▸ DATASET RECORDS
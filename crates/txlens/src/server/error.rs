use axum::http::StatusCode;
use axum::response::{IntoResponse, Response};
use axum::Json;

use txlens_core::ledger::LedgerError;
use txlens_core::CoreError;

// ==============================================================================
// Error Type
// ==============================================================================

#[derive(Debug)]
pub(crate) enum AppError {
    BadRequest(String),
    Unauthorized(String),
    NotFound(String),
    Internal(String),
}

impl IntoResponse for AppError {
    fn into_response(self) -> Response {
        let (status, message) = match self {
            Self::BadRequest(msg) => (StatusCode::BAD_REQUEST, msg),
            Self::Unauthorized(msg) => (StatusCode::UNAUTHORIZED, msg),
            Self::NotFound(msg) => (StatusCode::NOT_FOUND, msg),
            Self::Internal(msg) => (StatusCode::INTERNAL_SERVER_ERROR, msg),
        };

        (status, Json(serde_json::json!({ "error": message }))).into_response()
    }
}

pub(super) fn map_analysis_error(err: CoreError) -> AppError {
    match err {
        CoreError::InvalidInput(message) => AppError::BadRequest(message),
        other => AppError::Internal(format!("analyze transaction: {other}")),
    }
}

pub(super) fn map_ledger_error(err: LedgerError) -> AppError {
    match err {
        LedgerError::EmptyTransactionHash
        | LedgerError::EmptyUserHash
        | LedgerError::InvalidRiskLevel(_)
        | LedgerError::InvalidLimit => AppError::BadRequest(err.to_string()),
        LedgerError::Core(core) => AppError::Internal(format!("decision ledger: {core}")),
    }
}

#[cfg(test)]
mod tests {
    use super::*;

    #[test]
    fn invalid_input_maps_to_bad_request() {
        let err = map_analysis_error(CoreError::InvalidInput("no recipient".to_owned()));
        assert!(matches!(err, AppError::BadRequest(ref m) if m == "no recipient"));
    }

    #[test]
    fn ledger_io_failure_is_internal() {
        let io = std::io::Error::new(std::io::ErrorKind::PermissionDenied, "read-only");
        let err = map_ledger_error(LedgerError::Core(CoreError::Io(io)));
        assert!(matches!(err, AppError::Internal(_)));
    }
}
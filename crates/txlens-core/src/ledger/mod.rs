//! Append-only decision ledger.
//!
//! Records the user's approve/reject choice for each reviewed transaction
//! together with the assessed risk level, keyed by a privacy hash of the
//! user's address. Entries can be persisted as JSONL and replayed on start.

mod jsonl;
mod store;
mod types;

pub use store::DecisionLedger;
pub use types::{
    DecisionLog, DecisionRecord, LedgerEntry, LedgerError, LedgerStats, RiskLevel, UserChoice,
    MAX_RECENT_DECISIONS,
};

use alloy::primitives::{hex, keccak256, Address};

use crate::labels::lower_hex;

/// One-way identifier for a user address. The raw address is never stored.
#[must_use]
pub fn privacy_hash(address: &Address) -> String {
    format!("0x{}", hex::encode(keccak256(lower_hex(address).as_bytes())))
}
...
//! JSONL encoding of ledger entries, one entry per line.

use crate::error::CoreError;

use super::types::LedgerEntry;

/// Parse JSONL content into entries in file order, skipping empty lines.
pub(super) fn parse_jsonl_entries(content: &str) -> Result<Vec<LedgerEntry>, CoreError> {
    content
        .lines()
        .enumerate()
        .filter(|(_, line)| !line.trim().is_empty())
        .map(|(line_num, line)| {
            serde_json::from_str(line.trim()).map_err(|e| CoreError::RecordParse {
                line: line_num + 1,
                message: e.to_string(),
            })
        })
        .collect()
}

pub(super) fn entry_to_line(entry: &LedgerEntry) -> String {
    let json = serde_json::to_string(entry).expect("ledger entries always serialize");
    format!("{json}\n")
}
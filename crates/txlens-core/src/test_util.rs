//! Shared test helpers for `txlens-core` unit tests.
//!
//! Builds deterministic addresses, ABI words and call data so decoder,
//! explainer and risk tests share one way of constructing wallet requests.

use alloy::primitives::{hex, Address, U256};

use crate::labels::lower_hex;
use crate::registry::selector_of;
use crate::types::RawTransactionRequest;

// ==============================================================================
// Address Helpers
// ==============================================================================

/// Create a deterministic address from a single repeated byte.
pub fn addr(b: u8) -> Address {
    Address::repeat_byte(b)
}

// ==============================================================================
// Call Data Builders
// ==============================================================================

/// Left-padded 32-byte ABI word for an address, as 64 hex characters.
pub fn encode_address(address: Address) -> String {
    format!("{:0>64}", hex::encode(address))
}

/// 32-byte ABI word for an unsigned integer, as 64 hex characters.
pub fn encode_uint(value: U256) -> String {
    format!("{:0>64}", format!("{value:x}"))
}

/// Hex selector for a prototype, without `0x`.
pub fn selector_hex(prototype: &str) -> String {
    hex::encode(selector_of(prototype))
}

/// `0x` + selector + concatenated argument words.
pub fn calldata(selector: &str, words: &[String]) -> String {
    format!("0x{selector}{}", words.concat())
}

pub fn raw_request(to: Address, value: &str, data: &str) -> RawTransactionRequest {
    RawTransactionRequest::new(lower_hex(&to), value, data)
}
...
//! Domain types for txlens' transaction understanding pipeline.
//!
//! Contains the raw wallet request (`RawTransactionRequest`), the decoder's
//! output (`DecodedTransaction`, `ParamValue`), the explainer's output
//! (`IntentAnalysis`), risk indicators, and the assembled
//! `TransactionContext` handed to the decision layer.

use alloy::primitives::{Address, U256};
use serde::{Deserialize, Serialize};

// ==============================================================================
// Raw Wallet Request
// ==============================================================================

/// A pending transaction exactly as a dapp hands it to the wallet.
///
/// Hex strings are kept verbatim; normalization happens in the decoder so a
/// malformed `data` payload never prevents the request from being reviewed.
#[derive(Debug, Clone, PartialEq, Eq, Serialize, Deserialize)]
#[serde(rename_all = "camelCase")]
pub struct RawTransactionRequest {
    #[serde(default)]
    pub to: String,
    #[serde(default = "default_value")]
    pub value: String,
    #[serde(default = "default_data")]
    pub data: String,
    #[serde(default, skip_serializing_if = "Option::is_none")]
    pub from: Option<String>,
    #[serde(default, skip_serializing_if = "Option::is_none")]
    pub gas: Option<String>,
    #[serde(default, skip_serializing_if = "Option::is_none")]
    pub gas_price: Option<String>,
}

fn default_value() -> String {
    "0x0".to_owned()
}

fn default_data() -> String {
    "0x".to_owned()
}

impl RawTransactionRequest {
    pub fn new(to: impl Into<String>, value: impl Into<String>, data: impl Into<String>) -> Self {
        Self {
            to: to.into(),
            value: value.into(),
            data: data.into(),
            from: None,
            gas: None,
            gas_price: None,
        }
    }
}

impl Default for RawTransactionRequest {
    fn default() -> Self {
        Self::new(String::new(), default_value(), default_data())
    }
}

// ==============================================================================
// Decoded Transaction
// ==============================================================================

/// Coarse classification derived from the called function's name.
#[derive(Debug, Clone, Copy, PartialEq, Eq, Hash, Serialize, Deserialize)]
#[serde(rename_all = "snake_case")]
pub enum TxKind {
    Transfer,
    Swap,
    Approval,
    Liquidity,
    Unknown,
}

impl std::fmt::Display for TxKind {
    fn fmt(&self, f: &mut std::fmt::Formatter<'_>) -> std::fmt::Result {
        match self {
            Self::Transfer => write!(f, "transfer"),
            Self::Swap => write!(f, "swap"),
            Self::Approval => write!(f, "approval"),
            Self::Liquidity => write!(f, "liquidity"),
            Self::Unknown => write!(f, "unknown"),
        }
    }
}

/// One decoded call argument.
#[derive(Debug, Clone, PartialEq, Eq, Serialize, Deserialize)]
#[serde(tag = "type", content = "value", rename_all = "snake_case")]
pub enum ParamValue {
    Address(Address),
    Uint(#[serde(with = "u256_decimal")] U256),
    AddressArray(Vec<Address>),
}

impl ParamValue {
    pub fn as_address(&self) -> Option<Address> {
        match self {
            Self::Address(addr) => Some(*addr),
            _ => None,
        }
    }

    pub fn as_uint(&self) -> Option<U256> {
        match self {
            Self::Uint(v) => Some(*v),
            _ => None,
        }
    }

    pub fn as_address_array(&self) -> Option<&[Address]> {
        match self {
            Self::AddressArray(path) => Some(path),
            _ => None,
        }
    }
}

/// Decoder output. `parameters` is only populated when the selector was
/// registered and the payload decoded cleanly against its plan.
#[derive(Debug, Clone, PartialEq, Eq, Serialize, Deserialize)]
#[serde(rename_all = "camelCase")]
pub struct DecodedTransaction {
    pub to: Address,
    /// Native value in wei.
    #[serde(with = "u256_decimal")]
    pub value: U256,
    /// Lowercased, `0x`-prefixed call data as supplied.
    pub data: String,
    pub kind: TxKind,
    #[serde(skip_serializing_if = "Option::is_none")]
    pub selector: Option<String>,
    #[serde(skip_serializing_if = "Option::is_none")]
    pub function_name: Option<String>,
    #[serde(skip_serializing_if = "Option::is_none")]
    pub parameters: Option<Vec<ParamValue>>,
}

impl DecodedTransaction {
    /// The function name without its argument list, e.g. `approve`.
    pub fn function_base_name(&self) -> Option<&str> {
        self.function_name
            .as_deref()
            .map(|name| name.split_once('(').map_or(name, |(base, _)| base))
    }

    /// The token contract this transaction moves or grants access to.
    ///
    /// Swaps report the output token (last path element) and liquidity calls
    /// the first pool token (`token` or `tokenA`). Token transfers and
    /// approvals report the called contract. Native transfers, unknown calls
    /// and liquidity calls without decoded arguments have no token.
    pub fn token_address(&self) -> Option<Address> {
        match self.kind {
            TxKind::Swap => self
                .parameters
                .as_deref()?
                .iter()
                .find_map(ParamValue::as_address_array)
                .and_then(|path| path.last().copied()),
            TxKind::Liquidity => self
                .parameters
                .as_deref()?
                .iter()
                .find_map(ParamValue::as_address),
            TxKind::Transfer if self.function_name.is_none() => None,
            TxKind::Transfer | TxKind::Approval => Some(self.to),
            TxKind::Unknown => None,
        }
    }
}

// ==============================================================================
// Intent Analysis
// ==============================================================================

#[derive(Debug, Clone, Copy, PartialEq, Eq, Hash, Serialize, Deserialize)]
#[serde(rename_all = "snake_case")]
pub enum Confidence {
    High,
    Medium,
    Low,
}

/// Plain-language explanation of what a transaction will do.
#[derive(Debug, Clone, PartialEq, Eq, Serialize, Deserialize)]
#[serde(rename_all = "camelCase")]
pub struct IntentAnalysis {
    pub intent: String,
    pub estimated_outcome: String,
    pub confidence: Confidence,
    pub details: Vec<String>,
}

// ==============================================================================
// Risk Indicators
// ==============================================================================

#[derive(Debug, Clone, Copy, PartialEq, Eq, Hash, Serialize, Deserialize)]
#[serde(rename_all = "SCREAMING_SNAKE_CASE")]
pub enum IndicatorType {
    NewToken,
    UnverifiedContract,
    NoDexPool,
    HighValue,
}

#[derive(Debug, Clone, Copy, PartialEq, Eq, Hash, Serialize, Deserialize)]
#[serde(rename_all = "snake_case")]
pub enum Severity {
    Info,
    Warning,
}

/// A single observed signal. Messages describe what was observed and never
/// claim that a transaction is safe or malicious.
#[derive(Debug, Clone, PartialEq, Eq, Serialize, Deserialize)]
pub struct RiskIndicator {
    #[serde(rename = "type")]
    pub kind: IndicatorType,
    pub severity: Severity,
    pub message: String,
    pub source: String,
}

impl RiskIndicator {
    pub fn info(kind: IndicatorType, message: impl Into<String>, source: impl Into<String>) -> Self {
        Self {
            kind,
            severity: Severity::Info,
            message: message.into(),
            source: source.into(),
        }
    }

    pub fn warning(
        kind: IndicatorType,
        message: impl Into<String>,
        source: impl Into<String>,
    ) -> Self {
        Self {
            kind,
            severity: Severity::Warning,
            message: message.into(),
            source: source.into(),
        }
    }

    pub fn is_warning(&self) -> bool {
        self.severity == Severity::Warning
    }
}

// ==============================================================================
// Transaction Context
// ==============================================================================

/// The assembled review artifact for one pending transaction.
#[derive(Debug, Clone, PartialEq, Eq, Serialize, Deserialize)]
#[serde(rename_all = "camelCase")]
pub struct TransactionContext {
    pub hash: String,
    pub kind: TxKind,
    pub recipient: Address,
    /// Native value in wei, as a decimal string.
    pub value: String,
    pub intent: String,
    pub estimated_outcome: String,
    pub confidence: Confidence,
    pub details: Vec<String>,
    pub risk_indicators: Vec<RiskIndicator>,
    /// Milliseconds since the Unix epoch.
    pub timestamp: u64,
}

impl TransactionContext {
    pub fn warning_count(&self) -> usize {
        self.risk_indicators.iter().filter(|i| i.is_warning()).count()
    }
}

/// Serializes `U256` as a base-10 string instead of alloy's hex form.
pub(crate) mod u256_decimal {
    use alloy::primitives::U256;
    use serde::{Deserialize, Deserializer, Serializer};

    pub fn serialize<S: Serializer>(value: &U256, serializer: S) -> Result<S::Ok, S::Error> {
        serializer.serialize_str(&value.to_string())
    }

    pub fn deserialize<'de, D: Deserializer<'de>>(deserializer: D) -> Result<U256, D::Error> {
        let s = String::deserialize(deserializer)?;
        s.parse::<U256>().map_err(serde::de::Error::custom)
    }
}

▸ THE PROBLEM
Select and copy every line from the records that includes the word "types".

▸ EXERCISE SOLUTION
mod types;
pub use types::{
use super::types::LedgerEntry;
use crate::types::RawTransactionRequest;
//! Domain types for txlens' transaction understanding pipeline.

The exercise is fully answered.